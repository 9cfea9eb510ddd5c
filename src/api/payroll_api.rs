//! 批量发薪 API
//!
//! 前端流程：chains拉取链目录 → prepare构建待签名交易 →
//! （ERC20且授权不足时）钱包签approve → approval/await等确认 → 重新prepare →
//! 钱包签名 → broadcast广播（仅EVM裸交易；Aptos/Stellar由钱包直接提交）。

use std::sync::Arc;

use axum::{extract::State, Json};
use serde::{Deserialize, Serialize};

use crate::{
    api::response::{success_response, ApiResponse},
    app_state::AppState,
    domain::chain::Chain,
    error::AppError,
    service::payroll_service::{PrepareInput, PrepareOutcome},
};

#[derive(Debug, Serialize, utoipa::ToSchema)]
pub struct ChainsResp {
    pub chains: Vec<Chain>,
}

#[derive(Debug, Deserialize, utoipa::ToSchema)]
pub struct AwaitApprovalReq {
    pub chain_key: String,
    /// approve交易哈希（钱包签名提交后返回）
    pub tx_hash: String,
    /// 授权方（付款钱包地址）
    pub owner: String,
    #[serde(default)]
    pub token_symbol: Option<String>,
    /// 需要的授权额度（基础单位，十进制字符串）
    pub required_total: String,
}

#[derive(Debug, Serialize, utoipa::ToSchema)]
pub struct AwaitApprovalResp {
    pub approved: bool,
}

#[derive(Debug, Deserialize, utoipa::ToSchema)]
pub struct BroadcastReq {
    pub chain_key: String,
    /// 0x前缀的已签名裸交易
    pub signed_raw_tx: String,
}

#[derive(Debug, Serialize, utoipa::ToSchema)]
pub struct BroadcastResp {
    pub tx_hash: String,
}

/// GET /api/v1/payroll/chains
///
/// 链目录：键、家族、RPC、结算合约与代币列表（目录首位为默认代币）
#[utoipa::path(
    get,
    path = "/api/v1/payroll/chains",
    responses(
        (status = 200, description = "Configured chain catalog", body = ApiResponse<ChainsResp>)
    ),
    tag = "Payroll"
)]
pub async fn list_chains(
    State(state): State<Arc<AppState>>,
) -> Result<Json<ApiResponse<ChainsResp>>, AppError> {
    success_response(ChainsResp {
        chains: state.registry.list().to_vec(),
    })
}

/// POST /api/v1/payroll/prepare
///
/// 解析收款人列表、归一化金额并组装待签名交易。
/// ERC20路径授权不足时返回待签名的approve交易，transaction缺省。
#[utoipa::path(
    post,
    path = "/api/v1/payroll/prepare",
    request_body = PrepareInput,
    responses(
        (status = 200, description = "Transaction prepared", body = ApiResponse<PrepareOutcome>),
        (status = 400, description = "Validation failed, mismatched lists or bad amounts"),
        (status = 422, description = "Insufficient balance or wrong wallet network")
    ),
    tag = "Payroll"
)]
pub async fn prepare(
    State(state): State<Arc<AppState>>,
    Json(input): Json<PrepareInput>,
) -> Result<Json<ApiResponse<PrepareOutcome>>, AppError> {
    let outcome = state.payroll.prepare(input).await?;
    success_response(outcome)
}

/// POST /api/v1/payroll/approval/await
///
/// 轮询approve交易回执并复核授权额度
#[utoipa::path(
    post,
    path = "/api/v1/payroll/approval/await",
    request_body = AwaitApprovalReq,
    responses(
        (status = 200, description = "Approval confirmed", body = ApiResponse<AwaitApprovalResp>),
        (status = 408, description = "Approval not confirmed in time"),
        (status = 422, description = "Approval reverted or allowance still insufficient")
    ),
    tag = "Payroll"
)]
pub async fn await_approval(
    State(state): State<Arc<AppState>>,
    Json(req): Json<AwaitApprovalReq>,
) -> Result<Json<ApiResponse<AwaitApprovalResp>>, AppError> {
    state
        .payroll
        .await_approval(
            &req.chain_key,
            &req.tx_hash,
            &req.owner,
            &req.token_symbol,
            &req.required_total,
        )
        .await?;
    success_response(AwaitApprovalResp { approved: true })
}

/// POST /api/v1/payroll/broadcast
///
/// 广播外部签名完成的EVM裸交易（单次尝试，不重试）
#[utoipa::path(
    post,
    path = "/api/v1/payroll/broadcast",
    request_body = BroadcastReq,
    responses(
        (status = 200, description = "Transaction accepted by the RPC node", body = ApiResponse<BroadcastResp>),
        (status = 502, description = "Node rejected the transaction")
    ),
    tag = "Payroll"
)]
pub async fn broadcast(
    State(state): State<Arc<AppState>>,
    Json(req): Json<BroadcastReq>,
) -> Result<Json<ApiResponse<BroadcastResp>>, AppError> {
    let tx_hash = state
        .payroll
        .broadcast(&req.chain_key, &req.signed_raw_tx)
        .await?;
    success_response(BroadcastResp { tx_hash })
}
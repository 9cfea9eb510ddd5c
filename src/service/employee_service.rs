//! 员工目录服务
//!
//! 持久化层不在本服务范围内，目录驻留内存，可从TOML种子文件载入。
//! 薪资始终以十进制字符串承载，避免任何浮点表示。

use std::sync::Arc;

use anyhow::{Context, Result};
use serde::{Deserialize, Serialize};
use tokio::sync::RwLock;
use uuid::Uuid;

use crate::{
    domain::ChainFamily, error::AppError, service::amount_normalizer::AmountNormalizer,
    utils::address_validator::AddressValidator,
};

/// 员工记录
#[derive(Debug, Clone, Serialize, Deserialize, utoipa::ToSchema)]
pub struct Employee {
    pub id: Uuid,
    pub name: String,
    /// 收款地址（链特定格式）
    pub account_id: String,
    /// 地址所属链家族
    pub chain_family: ChainFamily,
    /// 薪资，十进制字符串
    pub salary: String,
}

/// 种子文件格式
#[derive(Debug, Deserialize)]
struct EmployeeSeed {
    #[serde(default)]
    employees: Vec<EmployeeSeedEntry>,
}

#[derive(Debug, Deserialize)]
struct EmployeeSeedEntry {
    name: String,
    account_id: String,
    chain_family: ChainFamily,
    salary: String,
}

/// 员工目录（内存态）
pub struct EmployeeStore {
    employees: RwLock<Vec<Employee>>,
}

impl EmployeeStore {
    pub fn new() -> Arc<Self> {
        Arc::new(Self {
            employees: RwLock::new(Vec::new()),
        })
    }

    /// 从TOML种子文件载入
    pub fn from_seed_file(path: &str) -> Result<Arc<Self>> {
        let raw = std::fs::read_to_string(path)
            .with_context(|| format!("Failed to read employee seed file: {}", path))?;
        let seed: EmployeeSeed =
            toml::from_str(&raw).with_context(|| format!("Failed to parse seed file: {}", path))?;

        let employees = seed
            .employees
            .into_iter()
            .map(|e| Employee {
                id: Uuid::new_v4(),
                name: e.name,
                account_id: e.account_id,
                chain_family: e.chain_family,
                salary: e.salary,
            })
            .collect::<Vec<_>>();

        tracing::info!(count = employees.len(), "Employee catalog seeded");
        Ok(Arc::new(Self {
            employees: RwLock::new(employees),
        }))
    }

    /// 全量列出
    pub async fn list(&self) -> Vec<Employee> {
        self.employees.read().await.clone()
    }

    /// 录入新员工，地址与薪资在入库前校验
    pub async fn add(
        &self,
        name: String,
        account_id: String,
        chain_family: ChainFamily,
        salary: String,
    ) -> Result<Employee, AppError> {
        if !AddressValidator::validate(chain_family, &account_id) {
            return Err(AppError::bad_request(format!(
                "Invalid {:?} address: {}",
                chain_family, account_id
            )));
        }
        AmountNormalizer::validate(&salary)?;

        let employee = Employee {
            id: Uuid::new_v4(),
            name,
            account_id,
            chain_family,
            salary,
        };
        self.employees.write().await.push(employee.clone());
        Ok(employee)
    }

    /// 按选择集解析员工，保持选择顺序；未知ID直接失败
    pub async fn select(&self, ids: &[Uuid]) -> Result<Vec<Employee>, AppError> {
        let employees = self.employees.read().await;
        let mut selected = Vec::with_capacity(ids.len());
        for id in ids {
            let employee = employees.iter().find(|e| e.id == *id).ok_or_else(|| {
                AppError::employee_not_found(format!("Unknown employee id: {}", id))
            })?;
            selected.push(employee.clone());
        }
        Ok(selected)
    }
}

#[cfg(test)]
mod tests {
    use super::*;

    #[tokio::test]
    async fn test_add_and_select_preserves_order() {
        let store = EmployeeStore::new();
        let a = store
            .add(
                "Ada".into(),
                "0xaaaaaaaaaaaaaaaaaaaaaaaaaaaaaaaaaaaaaaa1".into(),
                ChainFamily::Evm,
                "1000".into(),
            )
            .await
            .unwrap();
        let b = store
            .add(
                "Bob".into(),
                "0xbbbbbbbbbbbbbbbbbbbbbbbbbbbbbbbbbbbbbbb2".into(),
                ChainFamily::Evm,
                "2000".into(),
            )
            .await
            .unwrap();

        // 选择顺序决定支付顺序
        let selected = store.select(&[b.id, a.id]).await.unwrap();
        assert_eq!(selected[0].name, "Bob");
        assert_eq!(selected[1].name, "Ada");
    }

    #[tokio::test]
    async fn test_add_rejects_bad_address_and_salary() {
        let store = EmployeeStore::new();
        assert!(store
            .add("X".into(), "nothex".into(), ChainFamily::Evm, "1".into())
            .await
            .is_err());
        assert!(store
            .add(
                "X".into(),
                "0xaaaaaaaaaaaaaaaaaaaaaaaaaaaaaaaaaaaaaaa1".into(),
                ChainFamily::Evm,
                "-1".into()
            )
            .await
            .is_err());
    }

    #[tokio::test]
    async fn test_select_unknown_id_fails() {
        let store = EmployeeStore::new();
        assert!(store.select(&[Uuid::new_v4()]).await.is_err());
    }

    #[tokio::test]
    async fn test_seed_file_parsing() {
        use std::io::Write;
        let mut file = tempfile::NamedTempFile::new().unwrap();
        writeln!(
            file,
            r#"
[[employees]]
name = "Ada"
account_id = "0xaaaaaaaaaaaaaaaaaaaaaaaaaaaaaaaaaaaaaaa1"
chain_family = "evm"
salary = "1250.50"
"#
        )
        .unwrap();

        let store = EmployeeStore::from_seed_file(file.path().to_str().unwrap()).unwrap();
        let employees = store.list().await;
        assert_eq!(employees.len(), 1);
        assert_eq!(employees[0].salary, "1250.50");
    }
}
//! JWT 认证中间件
//! 管理端路由（员工档案维护、服务端代付）要求Bearer Token

use std::sync::Arc;

use axum::{
    extract::{Request, State},
    middleware::Next,
    response::Response,
};
use jsonwebtoken::{decode, DecodingKey, Validation};
use serde::{Deserialize, Serialize};

use crate::{app_state::AppState, error::AppError};

/// JWT Claims
#[derive(Debug, Clone, Serialize, Deserialize)]
pub struct Claims {
    /// 主体标识
    pub sub: String,
    /// 过期时间戳（秒）
    pub exp: usize,
}

/// 认证上下文，注入request extensions供处理器读取
#[derive(Debug, Clone)]
pub struct AuthContext {
    pub subject: String,
}

/// JWT 认证中间件
/// 从 Authorization 头部提取 Bearer Token，验证HS256签名与过期时间
pub async fn auth_middleware(
    State(state): State<Arc<AppState>>,
    mut req: Request,
    next: Next,
) -> Result<Response, AppError> {
    // OPTIONS 预检请求直接放行
    if req.method() == axum::http::Method::OPTIONS {
        return Ok(next.run(req).await);
    }

    let auth_header = req
        .headers()
        .get("Authorization")
        .and_then(|h| h.to_str().ok());
    let claims = verify_bearer(&state.config.auth.jwt_secret, auth_header)?;

    req.extensions_mut().insert(AuthContext {
        subject: claims.sub,
    });
    Ok(next.run(req).await)
}

/// 校验Bearer Token
///
/// 密钥未配置时受保护路由整体拒绝服务，绝不降级为匿名放行
fn verify_bearer(secret: &str, auth_header: Option<&str>) -> Result<Claims, AppError> {
    if secret.is_empty() {
        tracing::error!("JWT secret not configured, refusing protected route");
        return Err(AppError::internal(
            "Authentication is not configured on this server",
        ));
    }

    let header =
        auth_header.ok_or_else(|| AppError::unauthorized("Missing Authorization header"))?;
    let token = header
        .strip_prefix("Bearer ")
        .ok_or_else(|| AppError::unauthorized("Invalid Authorization header format"))?
        .trim();

    decode::<Claims>(
        token,
        &DecodingKey::from_secret(secret.as_bytes()),
        &Validation::default(),
    )
    .map(|data| data.claims)
    .map_err(|e| {
        tracing::warn!(error = %e, "JWT verification failed");
        AppError::unauthorized("Invalid or expired token")
    })
}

————

* Aim of the task: Across the material above, count each line with the string "unauthorized" and state the number alone.

* Reply: 3